There’s so much I wanted to discuss about Joan and Peggy’s pursuit of Avon, but that deserves more than a brief mention in this post. “I thought it was a date, but it turned out to be better!” I hope Joan can land that account. That Pete will be the loser if Joan lands this is a nice payoff.
I love Arrested Development, but I am not as devoted a fan as the numbers of them that binge-watched Sunday when the new season dropped on Netflix, and now I’m in a bit of a quandary. Because I’ve seen what they’ve been saying on Twitter and elsewhere. And it doesn’t look good folks. I want to know what happens with the Bluths, but right now I’m in happy land where the show was awesome right up to the end. I mean, sure, it may have gotten the teensiest bit jazzhandy at the end, but it’s Arrested Development. If any show can get away with a little scenery chewing, it’s this one. What if I join Netflix and watch the new season and I’m disappointed. And then it’s like at one of those less than stellar dinners when you look down and discover that you’ve totally jacked up your entree/side/side bite progression leaving you with a last bite of bland potato mash left on your plate. You can’t have the last bite of your dinner be bland potato mash.
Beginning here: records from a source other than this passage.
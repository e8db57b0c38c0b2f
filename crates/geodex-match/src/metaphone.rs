//! Double metaphone phonetic codes.
//!
//! Encodes how a name sounds rather than how it is spelled, producing a
//! primary code and, for ambiguous spellings, a secondary one. Two names
//! are phonetically equal when their code sets intersect — "sheekago"
//! and "Chicago" both encode to `XKK`.

use crate::normalize::fold_diacritic;

const MAX_CODE_LEN: usize = 4;

/// Primary and optional secondary metaphone code of one string.
#[derive(Debug, Clone, PartialEq, Eq)]
pub struct PhoneticCode {
    pub primary: String,
    pub secondary: Option<String>,
}

impl PhoneticCode {
    /// Phonetic equality: any non-empty code shared between the two.
    pub fn matches(&self, other: &PhoneticCode) -> bool {
        self.codes().any(|a| other.codes().any(|b| a == b))
    }

    pub fn codes(&self) -> impl Iterator<Item = &str> {
        std::iter::once(self.primary.as_str())
            .chain(self.secondary.as_deref())
            .filter(|code| !code.is_empty())
    }
}

/// Compute the double metaphone code of `input`.
pub fn double_metaphone(input: &str) -> PhoneticCode {
    let word: Vec<char> = input
        .chars()
        .flat_map(char::to_lowercase)
        .map(fold_diacritic)
        .filter(char::is_ascii_alphabetic)
        .map(|c| c.to_ascii_uppercase())
        .collect();

    let mut enc = Encoder::new(word);
    enc.run();
    enc.finish()
}

struct Encoder {
    word: Vec<char>,
    primary: String,
    secondary: String,
    slavo_germanic: bool,
}
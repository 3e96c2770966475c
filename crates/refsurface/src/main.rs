use std::path::PathBuf;

use anyhow::Context;
use clap::Parser;
use log::LevelFilter;

use refsurface::config::Config;
use refsurface::orchestrator::run_analysis;
use refsurface::registry::PlatformRegistry;
use refsurface::symbols::Universe;

/// Analyze a universe snapshot and produce the declaration/dependency report
/// consumed by the source emitter and project writers.
#[derive(Debug, Parser)]
#[command(name = "refsurface", version, about)]
struct Cli {
    /// Path to the universe snapshot (JSON).
    universe: PathBuf,

    /// Optional TOML configuration file.
    #[arg(long)]
    config: Option<PathBuf>,

    /// Write the report here instead of stdout.
    #[arg(short, long)]
    output: Option<PathBuf>,

    /// Increase log verbosity (-v: debug, -vv: trace).
    #[arg(short, long, action = clap::ArgAction::Count)]
    verbose: u8,
}

fn main() -> anyhow::Result<()> {
    let cli = Cli::parse();

    let level = match cli.verbose {
        0 => LevelFilter::Info,
        1 => LevelFilter::Debug,
        _ => LevelFilter::Trace,
    };
    env_logger::Builder::new()
        .filter_level(level)
        .parse_default_env()
        .init();

    let config = match &cli.config {
        Some(path) => Config::load(path)?,
        None => Config::default(),
    };

    let raw = std::fs::read_to_string(&cli.universe)
        .with_context(|| format!("failed to read universe snapshot {}", cli.universe.display()))?;
    let universe = Universe::from_json(&raw)
        .with_context(|| format!("invalid universe snapshot {}", cli.universe.display()))?;

    let registry = PlatformRegistry::from_config(&config);
    let report = run_analysis(&universe, &registry, &config)?;

    let rendered = serde_json::to_string_pretty(&report)?;
    match &cli.output {
        Some(path) => std::fs::write(path, rendered)
            .with_context(|| format!("failed to write report to {}", path.display()))?,
        None => println!("{rendered}"),
    }

    Ok(())
}
//! Analysis components
//!
//! The closure analyzer computes, per module, the set of types that must be
//! declared and why; the flags solver reconstructs bitwise expressions for
//! flag-enum constants. Results flow into the module graph and the final
//! report without further mutation.

pub mod closure;
pub mod flags_solver;

use bitflags::bitflags;

pub use closure::ClosureAnalyzer;
pub use flags_solver::{FlagsMember, FlagsOperation, FlagsSolver};

use crate::symbols::{ModuleId, TypeId};
use crate::types::{FxIndexMap, FxIndexSet};

bitflags! {
    /// Why a type is part of a module's declaration closure. Bits only
    /// accumulate within a pass; nothing ever clears one.
    #[derive(Debug, Clone, Copy, PartialEq, Eq, Hash, Default)]
    pub struct Reason: u8 {
        /// Part of the externally visible surface; declared in full.
        const EXTERNALLY_VISIBLE = 1 << 0;
        /// Mentioned by a constant value; only its name must resolve.
        const REFERENCED_IN_CONSTANT = 1 << 1;
        /// Declares an attribute some symbol applies; only referenced.
        const DECLARES_USED_ATTRIBUTE = 1 << 2;
    }
}

impl std::fmt::Display for Reason {
    fn fmt(&self, f: &mut std::fmt::Formatter<'_>) -> std::fmt::Result {
        let mut first = true;
        for (name, flag) in [
            ("ExternallyVisible", Reason::EXTERNALLY_VISIBLE),
            ("ReferencedInConstant", Reason::REFERENCED_IN_CONSTANT),
            ("DeclaresUsedAttribute", Reason::DECLARES_USED_ATTRIBUTE),
        ] {
            if self.contains(flag) {
                if !first {
                    write!(f, " | ")?;
                }
                write!(f, "{name}")?;
                first = false;
            }
        }
        if first {
            write!(f, "(none)")?;
        }
        Ok(())
    }
}

/// A cross-module reference the universe has no symbols for, after the
/// platform registry declined it.
#[derive(Debug, Clone, PartialEq, Eq, Hash)]
pub struct MissingReference {
    /// Module name the reference claims to live in.
    pub module: String,
    /// Qualified name of the referenced type.
    pub name: String,
}

/// Identity of an attribute constructor overload: the declaring attribute
/// type and the constructor's member index within it.
pub type AttributeCtor = (TypeId, usize);

/// Everything one closure pass over a module produces. Built once, then
/// read-only.
#[derive(Debug)]
pub struct ModuleClosure {
    pub module: ModuleId,

    /// Type -> accumulated reasons. Doubles as the traversal's visited set,
    /// which is what terminates cyclic type graphs.
    pub reasons: FxIndexMap<TypeId, Reason>,

    /// Attribute constructor overloads actually invoked somewhere in the
    /// module. Overloads not in this set are never declared.
    pub used_attribute_ctors: FxIndexSet<AttributeCtor>,

    /// For each fully declared type, the member indices that belong to the
    /// emitted surface (visibility-filtered, synthesized ctors excluded).
    pub emitted_members: FxIndexMap<TypeId, Vec<usize>>,

    /// Other universe modules this module's surface references.
    pub module_deps: FxIndexSet<ModuleId>,

    /// Canonical platform modules resolved through the registry.
    pub platform_deps: FxIndexSet<String>,

    /// Unresolved external references, collected rather than fatal.
    pub missing: FxIndexSet<MissingReference>,
}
So what should I do? Should I game Netflix for the freebie month (if they still have that deal) and binge-watch Arrested Development only to discover I’m horribly disappointed in the final season and suffer the extra indignity of being unable to cancel Netflix because I like Netflix. Then the joke is so totally on me that I can’t deal. Huh? Huh? Talk to me, wise people. What should I do? I don’t want to be left saying, “I’ve made a huge mistake.”